Terrorism Hysteria on the Net
Today's USA has a pair of front page stories: "Feds ready anti-terror cyberteam" and "Terrorism on the Net -- Post-Cold War hysteria or a national threat?" They lay out the nightmares and the valiant TLA-daydreams to out-fund the hackers and out-flummox the public. "You bring me a select group of hackers and within 90 days I'll bring this country to its knees, " says Jim Settle, retired director of the FBI's computer crime squad. "The threat is there, it's very real," says CIA General Counsel Jeffrey Smith. "If we have a Unabomber who decides to launch an attack with a PC instead of a bomb, (there could be) real damage."
On Wed, 5 Jun 1996, John Young wrote:
Today's USA has a pair of front page stories: "Feds ready anti-terror cyberteam" and "Terrorism on the Net -- Post-Cold War hysteria or a national threat?" They lay out the nightmares and the valiant TLA-daydreams to out-fund the hackers and out-flummox the public. "You bring me a select group of hackers and within 90 days I'll bring this country to its knees, " says Jim Settle, retired director of the FBI's computer crime squad.

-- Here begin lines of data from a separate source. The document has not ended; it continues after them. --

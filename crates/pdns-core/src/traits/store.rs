//! The abstract store contract.
//!
//! A store persists the two aggregate relations plus the `filenames`
//! idempotency ledger, and answers exact and prefix queries over them.
//! Implementations apply the domain reversal internally: `tuples.query`
//! is stored reversed, `individual.value` is stored reversed iff
//! `which = Q`, query inputs targeting those columns are reversed on the
//! way in, and rows are un-reversed before they are returned.

use crate::errors::StorageError;
use crate::types::{
    AggregationResult, AggregationSummary, IndividualRow, TupleRow, UpdateResult,
};

/// A passive-DNS store backend.
pub trait Store: Send {
    /// Create the schema if it does not exist.
    fn init(&mut self) -> Result<(), StorageError>;

    /// Open a session. Transactions stack: nested `begin` calls only
    /// increment a depth counter and the outermost `commit` hits the
    /// backend. Backends without transactions treat this as a no-op.
    fn begin(&mut self) -> Result<(), StorageError>;

    /// Close the current session, committing at depth zero.
    fn commit(&mut self) -> Result<(), StorageError>;

    /// Truncate all three relations. Test support only.
    fn clear(&mut self) -> Result<(), StorageError>;

    /// Release resources.
    fn close(&mut self) -> Result<(), StorageError>;

    /// Whether `filename` already has a row in the idempotency ledger.
    fn is_log_indexed(&mut self, filename: &str) -> Result<bool, StorageError>;

    /// Record one ledger row with the per-file statistics.
    fn set_log_indexed(
        &mut self,
        filename: &str,
        aggregation: &AggregationSummary,
        update: &UpdateResult,
    ) -> Result<(), StorageError>;

    /// Bulk-upsert an aggregation result. Absent keys are inserted as
    /// supplied; present keys fold monotonically (`count` summed,
    /// `first` min, `last` max) except `ttl`, which takes the incoming
    /// value.
    fn update(&mut self, result: &AggregationResult) -> Result<UpdateResult, StorageError>;

    /// Tuples whose query or answer equals `value`, ordered by
    /// `(query, answer)`.
    fn find_tuples(&mut self, value: &str) -> Result<Vec<TupleRow>, StorageError>;

    /// Tuples whose query equals `query`.
    fn find_query_tuples(&mut self, query: &str) -> Result<Vec<TupleRow>, StorageError>;

    /// Tuples whose query or answer has `prefix` as a prefix. On the
    /// query side the prefix applies to the stored (reversed) form, so
    /// it matches hostname suffixes in natural form.
    fn like_tuples(&mut self, prefix: &str) -> Result<Vec<TupleRow>, StorageError>;

    /// Individuals observed as `value`, on either side.
    fn find_individual(&mut self, value: &str) -> Result<Vec<IndividualRow>, StorageError>;

    /// Prefix variant of [`Store::find_individual`].
    fn like_individual(&mut self, prefix: &str) -> Result<Vec<IndividualRow>, StorageError>;

    /// Delete tuples and individuals last seen more than `days` days
    /// ago; returns the total rows deleted. Backends that cannot delete
    /// return [`StorageError::NotSupported`].
    fn delete_old(&mut self, days: u32) -> Result<u64, StorageError>;
}
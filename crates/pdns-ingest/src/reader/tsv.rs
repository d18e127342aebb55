//! TSV dialect: `#`-directive header handling.
//!
//! Directive lines bind the state data lines are parsed with:
//!
//! ```text
//! #separator \x09
//! #fields<TAB>ts<TAB>query<TAB>...
//! #types<TAB>time<TAB>string<TAB>...
//! ```
//!
//! Directives may reappear mid-stream when log files are concatenated;
//! each occurrence re-binds the field indices for subsequent lines.

use pdns_core::errors::ReadError;
use pdns_core::FxHashMap;

/// The currently bound TSV header: separator byte, field-name indices,
/// and which columns are `time`-typed.
#[derive(Debug, Clone)]
pub struct TsvHeader {
    separator: u8,
    index: FxHashMap<String, usize>,
    time_columns: Vec<bool>,
}

impl Default for TsvHeader {
    fn default() -> Self {
        Self {
            separator: b'\t',
            index: FxHashMap::default(),
            time_columns: Vec::new(),
        }
    }
}

impl TsvHeader {
    /// Apply one directive line (without the leading `#`). Returns true
    /// when the header binding changed; unrecognized directives
    /// (`path`, `open`, `close`, ...) are ignored.
    pub(crate) fn apply_directive(&mut self, directive: &str) -> Result<bool, ReadError> {
        if let Some(escape) = directive.strip_prefix("separator ") {
            self.separator = parse_separator(escape)?;
            return Ok(true);
        }
        let sep = char::from(self.separator);
        if let Some(names) = strip_directive(directive, "fields", sep) {
            self.index = names
                .split(sep)
                .enumerate()
                .map(|(idx, name)| (name.to_string(), idx))
                .collect();
            return Ok(true);
        }
        if let Some(types) = strip_directive(directive, "types", sep) {
            self.time_columns = types.split(sep).map(|ty| ty == "time").collect();
            return Ok(true);
        }
        Ok(false)
    }

    pub(crate) fn field_index(&self, name: &str) -> Option<usize> {
        self.index.get(name).copied()
    }

    /// Whether the column is declared `time` in `#types`. Values are
    /// returned as strings either way.
    pub(crate) fn is_time_column(&self, idx: usize) -> bool {
        self.time_columns.get(idx).copied().unwrap_or(false)
    }

    pub(crate) fn split(&self, line: &str) -> Vec<String> {
        line.split(char::from(self.separator))
            .map(String::from)
            .collect()
    }
}

fn strip_directive<'a>(directive: &'a str, name: &str, sep: char) -> Option<&'a str> {
    directive.strip_prefix(name)?.strip_prefix(sep)
}

/// Parse the `#separator` operand: a `\xHH` hex escape, or a literal
/// single character.
fn parse_separator(escape: &str) -> Result<u8, ReadError> {
    if let Some(hex) = escape.strip_prefix("\\x") {
        return u8::from_str_radix(hex, 16).map_err(|_| ReadError::BadSeparator {
            directive: escape.to_string(),
        });
    }
    let mut bytes = escape.bytes();
    match (bytes.next(), bytes.next()) {
        (Some(b), None) => Ok(b),
        _ => Err(ReadError::BadSeparator {
            directive: escape.to_string(),
        }),
    }
}

#[cfg(test)]
mod tests {
    use super::*;

    #[test]
    fn separator_hex_escape() {
        assert_eq!(parse_separator("\\x09").unwrap(), b'\t');
        assert_eq!(parse_separator("\\x2c").unwrap(), b',');
        assert_eq!(parse_separator(",").unwrap(), b',');
        assert!(parse_separator("\\xzz").is_err());
        assert!(parse_separator("too long").is_err());
    }

    #[test]
    fn fields_bind_indices() {
        let mut header = TsvHeader::default();
        assert!(header.apply_directive("fields\tts\tquery\tanswers").unwrap());
        assert_eq!(header.field_index("ts"), Some(0));
        assert_eq!(header.field_index("answers"), Some(2));
        assert_eq!(header.field_index("missing"), None);
    }

    #[test]
    fn types_flag_time_columns() {
        let mut header = TsvHeader::default();
        header.apply_directive("fields\tts\tquery").unwrap();
        header.apply_directive("types\ttime\tstring").unwrap();
        assert!(header.is_time_column(0));
        assert!(!header.is_time_column(1));
    }

    #[test]
    fn unknown_directives_are_ignored() {
        let mut header = TsvHeader::default();
        assert!(!header.apply_directive("path\tdns").unwrap());
        assert!(!header.apply_directive("open\t2016-04-01-00-00-00").unwrap());
    }

    #[test]
    fn separator_rebinds_split() {
        let mut header = TsvHeader::default();
        header.apply_directive("separator \\x2c").unwrap();
        header.apply_directive("fields,a,b").unwrap();
        assert_eq!(header.split("1,2"), vec!["1", "2"]);
        assert_eq!(header.field_index("b"), Some(1));
    }
}
//! Helpers shared by the SQL-speaking backends.

use pdns_core::errors::StorageError;
use pdns_core::timestamp;
use pdns_core::types::Which;

/// Escape LIKE metacharacters in `prefix` and append the wildcard.
/// Backends pair this with `ESCAPE '\'`.
pub(crate) fn like_prefix(prefix: &str) -> String {
    let mut escaped = String::with_capacity(prefix.len() + 1);
    for c in prefix.chars() {
        if matches!(c, '%' | '_' | '\\') {
            escaped.push('\\');
        }
        escaped.push(c);
    }
    escaped.push('%');
    escaped
}

/// Normalize an aggregator timestamp to unix seconds for storage.
pub(crate) fn unix_seconds(value: &str) -> Result<i64, StorageError> {
    timestamp::to_unix_seconds(value).map_err(|e| StorageError::BadTimestamp { value: e.value })
}

/// Parse the single-character `which` column.
pub(crate) fn which_from_column(value: &str) -> Result<Which, StorageError> {
    Which::parse(value).ok_or_else(|| StorageError::BadColumn {
        column: "which",
        value: value.to_string(),
    })
}

/// Retention cutoff: `days` days before now, in unix seconds.
pub(crate) fn retention_cutoff(days: u32) -> i64 {
    chrono::Utc::now().timestamp() - i64::from(days) * 86_400
}

#[cfg(test)]
mod tests {
    use super::like_prefix;

    #[test]
    fn escapes_like_metacharacters() {
        assert_eq!(like_prefix("moc.elpmaxe"), "moc.elpmaxe%");
        assert_eq!(like_prefix("50%_off\\"), "50\\%\\_off\\\\%");
    }
}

Give me 15 well trained soldiers(near special forces level) and I can do it in less than 60 days. Without touching a computer. There was a blue print published by Omni Magazine in the mid to late 80's written by Henry Kissinger (IIRC). Give me 15 McVey's with the ability to follow orders and I'll have this country in chaos in 2 weeks. It isn't that hard, it is just that almost everyone prefers the current system to total death & destruction chaos that follows a strong government collapsing. Society holds itself together in large part not because of the rule of law, but becaue most people want it to. Petro, Christopher C. petro@suba.com <prefered for any non-list stuff> snow@crash.suba.com
snow wrote:
On Wed, 5 Jun 1996, John Young wrote:
Today's USA has a pair of front page stories: "Feds ready anti-terror cyberteam" and "Terrorism on the Net -- Post-Cold War hysteria or a national threat?" They lay out the nightmares and the valiant TLA-daydreams to out-fund the hackers and out-flummox the public. "You bring me a select group of hackers and within 90 days I'll bring this country to its knees, " says Jim Settle, retired director of the FBI's computer crime squad.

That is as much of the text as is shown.